RAW DATA —
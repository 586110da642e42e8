pub mod azure;
pub mod core;
pub mod mcp;
pub mod tools;

// --- Primary core exports ---
pub use crate::core::types;
pub use crate::core::AppState;

// --- Stable module paths for the binaries ---
pub use crate::mcp::handlers as mcp_handlers;
pub use crate::mcp::stdio as stdio_service;
pub use crate::mcp::tooling as mcp_tooling;
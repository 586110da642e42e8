use azure_scout::stdio_service;

#[tokio::main]
async fn main() -> anyhow::Result<()> {
    let _ = tracing_subscriber::fmt()
        .with_writer(std::io::stderr)
        .with_env_filter(tracing_subscriber::EnvFilter::from_default_env())
        .try_init();

    // MCP hosts may probe stdio servers with `--version`/`--help`. If we
    // ignore args and start the JSON-RPC transport instead, the host can
    // fail compatibility detection and cancel the session.
    let args: Vec<String> = std::env::args().collect();
    if args.iter().any(|a| a == "--version" || a == "-V") {
        tracing::info!("version={}", env!("CARGO_PKG_VERSION"));
        return Ok(());
    }
    if args.iter().any(|a| a == "--help" || a == "-h") {
        tracing::info!("azure-scout-mcp (MCP stdio server); usage: azure-scout-mcp [--version|--help]");
        return Ok(());
    }
    stdio_service::run().await
}
pub mod app_state;
pub mod config;
pub mod tools_registry;
pub mod types;

pub use app_state::AppState;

ABOUT THIS TASK — Work through the material above and count the lines that contain the word "AppState". Only the number is to be given.

TASK RESULT — 2